Implementation:Trailofbits Fickling Run Benchmark
| Knowledge Sources | |
|---|---|
| Domains | Security, Benchmarking, Pickle_Safety |
| Last Updated | 2026-02-14 14:00 GMT |
Overview
Concrete tool for running comparative accuracy benchmarks of multiple pickle scanning tools against clean and malicious file datasets.
Description
The run_benchmark function is the core evaluation harness in the fickling benchmark suite. It loads clean and malicious pickle file indexes, randomly samples files at a configurable ratio, then runs each registered scanning tool on every sampled file. Results are tracked in ToolResults and BenchmarkResults dataclasses that record true positives, true negatives, false positives, false negatives, per-payload-type miss statistics, and scan failure counts. The module also includes wrapper functions for four scanning tools: Fickling, Modelscan, Picklescan, and Model Unpickler.
Usage
Use this module when you need to quantitatively compare pickle security scanning tools on realistic datasets. It is invoked as a CLI script with paths to clean and malicious dataset directories, or imported to call `run_benchmark()` programmatically with custom tool registrations.
Code Reference
Source Location
- Repository: Trailofbits_Fickling
- File: pickle_scanning_benchmark/benchmark.py
- Lines: 1-323
Signature
def run_benchmark(
clean_dataset_dir: Path,
malicious_dataset_dir: Path,
tools: dict,
n: int = 10000,
clean_to_malicious_ratio: float = 2.0,
) -> None:
"""
Run benchmark comparing scanning tools on clean and malicious datasets.
Args:
clean_dataset_dir: Path to directory containing clean file index.json.

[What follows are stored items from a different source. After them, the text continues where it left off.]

//! Project store: typed collections over one markdown file per project.
//!
//! # Responsibility
//! - Track the active project inside the data directory.
//! - Read a section into typed records and write a collection back.
//! - Provide get/create/update/delete on top of full-collection writes.
//!
//! # Invariants
//! - Every mutation is one locked read-modify-write of the whole file.
//! - Only the addressed section changes; all other bytes are preserved.
//! - Record operations fail with `NoActiveProject` until a project is chosen.
//!
//! # See also
//! - `crate::persist` for locking, snapshots, and atomic replacement.
//! - `crate::sections` for the per-kind codecs.

pub mod clock;
mod projects;
mod records;
mod tasks;
mod time;

use crate::entity::{next_id, SectionCodec};
use crate::error::{StoreError, StoreResult};
use crate::markup::section::{Document, SectionRegistry};
use crate::persist::{read_or_empty, BackupManager, DocumentWriter};
use crate::settings::{SettingsError, StoreSettings};
use log::{error, info};
use std::path::{Path, PathBuf};
use std::sync::{Mutex, PoisonError};
use std::time::Instant;

pub use clock::{Clock, FixedClock, SystemClock};
pub use projects::project_filename;

pub struct ProjectStore {
    settings: StoreSettings,
    registry: SectionRegistry,
    writer: DocumentWriter,
    clock: Box<dyn Clock>,
    active: Mutex<Option<String>>,
}

impl ProjectStore {
    pub fn new(settings: StoreSettings) -> Self {
        let backups = BackupManager::new(settings.backup_dir.clone(), settings.max_backups);
        let writer = DocumentWriter::new(backups, settings.durability);
        Self {
            settings,
            registry: SectionRegistry::standard(),
            writer,
            clock: Box::new(SystemClock),
            active: Mutex::new(None),
        }
    }

    pub fn from_env() -> Result<Self, SettingsError> {
        StoreSettings::from_env().map(Self::new)
    }

    /// Replaces the time source used for create/update stamps.
    pub fn with_clock(mut self, clock: impl Clock + 'static) -> Self {
        self.clock = Box::new(clock);
        self
    }

    /// Adds a section name to the boundary catalog.
    pub fn register_section(&mut self, name: &str) -> StoreResult<()> {
        self.registry.register(name)?;
        Ok(())
    }

    pub fn settings(&self) -> &StoreSettings {
        &self.settings
    }

    pub fn registry(&self) -> &SectionRegistry {
        &self.registry
    }

    fn project_path(&self, filename: &str) -> PathBuf {
        self.settings.data_dir.join(filename)
    }

    fn set_active(&self, filename: Option<String>) {
        *self.active.lock().unwrap_or_else(PoisonError::into_inner) = filename;
    }

    /// File name of the active project.
    pub fn active_project(&self) -> Option<String> {
        self.active
            .lock()
            .unwrap_or_else(PoisonError::into_inner)
            .clone()
    }

    pub(crate) fn active_path(&self) -> StoreResult<PathBuf> {
        let filename = self.active_project().ok_or(StoreError::NoActiveProject)?;
        let path = self.project_path(&filename);
        if !path.is_file() {
            return Err(StoreError::ProjectNotFound(filename));
        }
        Ok(path)
    }

    pub(crate) fn read_document(&self) -> StoreResult<(PathBuf, Document)> {
        let path = self.active_path()?;
        let text = read_or_empty(&path)?;
        Ok((path, Document::parse(&text)))
    }

    fn decode<T: SectionCodec>(&self, doc: &Document) -> Vec<T> {
        doc.section(&self.registry, T::SECTION)
            .map(|lines| T::decode(lines, &self.registry))
            .unwrap_or_default()
    }

    /// Locked read-modify-write of the whole active document.
    ///
    /// `edit` returns the new full text and a value for the caller. The file
    /// is left alone when the text is unchanged.
    pub(crate) fn edit_document<R>(
        &self,
        label: &str,
        edit: impl FnOnce(&Document) -> StoreResult<(String, R)>,
    ) -> StoreResult<R> {
        let path = self.active_path()?;
        let started = Instant::now();
        let result = self.writer.update(&path, |current| {
            let (next, value) = edit(&Document::parse(current))?;
            let changed = next != current;
            Ok((changed.then_some(next), value))
        });
        match &result {
            Ok(_) => info!(
                "event=section_write module=store status=ok section={:?} duration_ms={}",
                label,
                started.elapsed().as_millis()
            ),
            Err(err) => error!(
                "event=section_write module=store status=error section={:?} error_code={}",
                label,
                err.code()
            ),
        }
        result
    }

    /// Locked read-modify-write of one section; `edit` renders the section.
    pub(crate) fn edit_section<R>(
        &self,
        section: &str,
        edit: impl FnOnce(&Document) -> StoreResult<(String, R)>,
    ) -> StoreResult<R> {
        self.edit_document(section, |doc| {
            let (rendered, value) = edit(doc)?;
            Ok((doc.replace_section(&self.registry, section, &rendered), value))
        })
    }

    pub fn read_all<T: SectionCodec>(&self) -> StoreResult<Vec<T>> {
        let (_, doc) = self.read_document()?;
        Ok(self.decode(&doc))
    }

    /// Replaces the whole collection of `T`.
    pub fn write_all<T: SectionCodec>(&self, records: &[T]) -> StoreResult<()> {
        self.edit_section(T::SECTION, |_| Ok((T::encode(records), ())))
    }

    /// Locked read-modify-write of the collection of `T`.
    pub fn modify<T, R>(&self, change: impl FnOnce(&mut Vec<T>) -> StoreResult<R>) -> StoreResult<R>
    where
        T: SectionCodec,
    {
        self.edit_section(T::SECTION, |doc| {
            let mut records = self.decode::<T>(doc);
            let value = change(&mut records)?;
            Ok((T::encode(&records), value))
        })
    }

    pub fn next_id<T: SectionCodec>(&self) -> StoreResult<String> {
        Ok(next_id(&self.read_all::<T>()?))
    }

    pub fn get<T: SectionCodec>(&self, id: &str) -> StoreResult<T> {
        self.read_all::<T>()?
            .into_iter()
            .find(|record| record.id() == id)
            .ok_or_else(|| StoreError::not_found(T::KIND, id))
    }

    /// Appends `record`, minting an id when it has none.
    pub fn create<T: SectionCodec>(&self, record: T) -> StoreResult<T> {
        self.modify(|records: &mut Vec<T>| insert_record(records, record))
    }

    /// Replaces the record `id`, keeping its id and position.
    pub fn update<T: SectionCodec>(&self, id: &str, record: T) -> StoreResult<T> {
        self.modify(|records: &mut Vec<T>| replace_record(records, id, record))
    }

    pub fn delete<T: SectionCodec>(&self, id: &str) -> StoreResult<()> {
        self.modify(|records: &mut Vec<T>| remove_record(records, id).map(|_| ()))
    }
}

pub(crate) fn insert_record<T: SectionCodec>(records: &mut Vec<T>, mut record: T) -> StoreResult<T> {
    if record.id().is_empty() {
        record.set_id(next_id(records));
    } else if records.iter().any(|existing| existing.id() == record.id()) {
        return Err(StoreError::InvalidInput(format!(
            "{} id already in use: {}",
            T::KIND,
            record.id()
        )));
    }
    records.push(record.clone());
    Ok(record)
}

pub(crate) fn replace_record<T: SectionCodec>(
    records: &mut [T],
    id: &str,
    mut record: T,
) -> StoreResult<T> {
    let slot = records
        .iter_mut()
        .find(|existing| existing.id() == id)
        .ok_or_else(|| StoreError::not_found(T::KIND, id))?;
    record.set_id(id.to_string());
    *slot = record.clone();
    Ok(record)
}

pub(crate) fn remove_record<T: SectionCodec>(records: &mut Vec<T>, id: &str) -> StoreResult<T> {
    let pos = records
        .iter()
        .position(|existing| existing.id() == id)
        .ok_or_else(|| StoreError::not_found(T::KIND, id))?;
    Ok(records.remove(pos))
}

/// Rejects names that would escape the data directory.
fn check_filename(filename: &str) -> StoreResult<()> {
    let path = Path::new(filename);
    let plain = path.components().count() == 1
        && path.file_name().is_some_and(|name| name == filename)
        && !filename.starts_with('.');
    if filename.is_empty() || !plain {
        return Err(StoreError::InvalidInput(format!(
            "project file name must be a plain file name: `{filename}`"
        )));
    }
    Ok(())
}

malicious_dataset_dir: Path to directory containing malicious file index.json.
tools: Dict mapping tool names to callable run functions (signature: func(filepath, filetype) -> bool).
n: Total number of files to sample for the benchmark.
clean_to_malicious_ratio: Ratio of clean to malicious files in the sample.
"""
Import
from pickle_scanning_benchmark.benchmark import run_benchmark, BenchmarkResults, ToolResults
I/O Contract
Inputs
| Name | Type | Required | Description |
|---|---|---|---|
| clean_dataset_dir | Path | Yes | Directory with clean dataset index.json |
| malicious_dataset_dir | Path | Yes | Directory with malicious dataset index.json |
| tools | dict | Yes | Map of tool name to callable `func(filepath, filetype) -> bool` |
| n | int | No | Total files to sample (default: 10000) |
| clean_to_malicious_ratio | float | No | Ratio of clean to malicious files (default: 2.0) |
Outputs
| Name | Type | Description |
|---|---|---|
| stdout | str | Formatted benchmark results printed to console |
| BenchmarkResults | dataclass | Contains per-tool ToolResults with TP/TN/FP/FN counts and payload-type miss stats |
Usage Examples
Running from Command Line
python pickle_scanning_benchmark/benchmark.py /path/to/clean_dataset /path/to/malicious_dataset
Programmatic Usage
from pathlib import Path
from pickle_scanning_benchmark.benchmark import run_benchmark, run_fickling
# Define tools to benchmark
tools = {
"Fickling": run_fickling,
}
# Run benchmark
run_benchmark(
clean_dataset_dir=Path("/data/clean_pickles"),
malicious_dataset_dir=Path("/data/malicious_pickles"),
tools=tools,
n=1000,
clean_to_malicious_ratio=2.0,
)
Registering a Custom Scanner
def run_custom_scanner(filepath: str, filetype: str) -> bool:
"""Return True if file is considered safe, False otherwise."""
# Custom scanning logic here
return True
tools = {
"Fickling": run_fickling,
"CustomScanner": run_custom_scanner,
}
run_benchmark(Path("clean"), Path("malicious"), tools)